The hydrated form of copper sulfate, pentahydrate, is blue in color and forms triclinic crystals. Anhydrous copper sulfate, on the other hand, is a white powder that turns blue when water is added to it.
When this happens, a d-d transition takes place in its structure and it emits a blue light. This is an unusual characteristic for a dry solid.
Chemical Reactions and Formula
A simple method for preparing copper sulfate is to mix metallic copper with a solution of sulphuric acid. The reaction produces copper sulfate and hydrogen gas.

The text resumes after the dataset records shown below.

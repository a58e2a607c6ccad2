//! SQLite metadata store for one working copy.
//!
//! Provides a [`Database`] handle with WAL-mode journaling, automatic schema
//! migrations, and typed query helpers for nodes, pristine texts, conflict
//! records, the root lock and the audit log.

pub mod queries;
pub mod schema;

use std::path::Path;
use std::sync::{Mutex, MutexGuard};

use rusqlite::Connection;
use tracing::{debug, info};

use crate::errors::DatabaseError;

pub use queries::{AuditLogEntry, WcInfo, WcLockEntry};

/// Handle on the working-copy metadata database.
///
/// The inner connection is wrapped in a `Mutex` so that `Database` is
/// `Send + Sync`.
pub struct Database {
    conn: Mutex<Connection>,
}

impl Database {
    /// Open (or create) a SQLite database at `path`.
    pub fn new<P: AsRef<Path>>(path: P) -> Result<Self, DatabaseError> {
        let path = path.as_ref();
        info!(path = %path.display(), "opening working-copy database");

        let conn = Connection::open(path)?;

        conn.execute_batch("PRAGMA journal_mode = WAL;")?;
        conn.execute_batch("PRAGMA foreign_keys = ON;")?;
        conn.execute_batch("PRAGMA busy_timeout = 5000;")?;

        debug!("database opened with WAL mode");
        Ok(Self {
            conn: Mutex::new(conn),
        })
    }

    /// Open an in-memory database (useful for testing).
    pub fn in_memory() -> Result<Self, DatabaseError> {
        let conn = Connection::open_in_memory()?;
        conn.execute_batch("PRAGMA foreign_keys = ON;")?;
        Ok(Self {
            conn: Mutex::new(conn),
        })
    }

    /// Run all schema migrations to bring the database up to date.
    pub fn initialize(&self) -> Result<(), DatabaseError> {
        let conn = self.conn();
        schema::run_migrations(&conn)?;
        debug!("database schema is up to date");
        Ok(())
    }

    /// Obtain a lock on the underlying connection.
    ///
    /// A poisoned mutex is recovered rather than propagating the panic.
    pub fn conn(&self) -> MutexGuard<'_, Connection> {
        self.conn.lock().unwrap_or_else(|poisoned| {
            tracing::warn!("database mutex was poisoned, recovering");
            poisoned.into_inner()
        })
    }

    /// Execute a closure inside a SQLite transaction. If the closure returns
    /// `Ok`, the transaction is committed; otherwise it is rolled back.
    pub fn transaction<F, T>(&self, f: F) -> Result<T, DatabaseError>
    where
        F: FnOnce(&Connection) -> Result<T, DatabaseError>,
    {
        let mut conn = self.conn();
        let tx = conn.transaction()?;
        let result = f(&tx)?;
        tx.commit()?;
        Ok(result)
    }
}

#[cfg(test)]
mod tests {
    use super::*;

    #[test]
    fn test_in_memory_database() {
        let db = Database::in_memory().expect("failed to create in-memory db");
        db.initialize().expect("failed to initialize schema");
    }

    #[test]
    fn test_file_database() {
        let dir = tempfile::tempdir().unwrap();
        let path = dir.path().join("wc.db");
        let db = Database::new(&path).expect("failed to create file db");
        db.initialize().expect("failed to initialize schema");
        assert!(path.exists());
    }

    #[test]
    fn test_transaction_rollback() {
        let db = Database::in_memory().unwrap();
        db.initialize().unwrap();

        let result: Result<(), DatabaseError> = db.transaction(|conn| {
            conn.execute(
                "INSERT INTO audit_log (action, path, details, created_at) VALUES (?1, ?2, ?3, ?4)",
                rusqlite::params!["test", "a", "rolled back", "2025-01-01T00:00:00Z"],
            )?;
            Err(DatabaseError::NotFound {
                entity: "test".into(),
                id: "forced".into(),
            })
        });
        assert!(result.is_err());

        let count: i64 = db
            .conn()
            .query_row("SELECT COUNT(*) FROM audit_log", [], |row| row.get(0))
            .unwrap();
        assert_eq!(count, 0);
    }
}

Another common method for producing copper sulfate is to mix sulfuric acid with oxides of copper. The reaction produces copper sulfate, hydrogen gas and sulfur trioxide. The most commonly produced compound is pentahydrate, which is blue in color and has octahedral molecular geometry. It is also paramagnetic and highly exothermic. It is used in a variety of chemical tests, including Fehling’s and Benedict’s solutions, which test for reducing sugars and the Biuret reagent, which tests for proteins.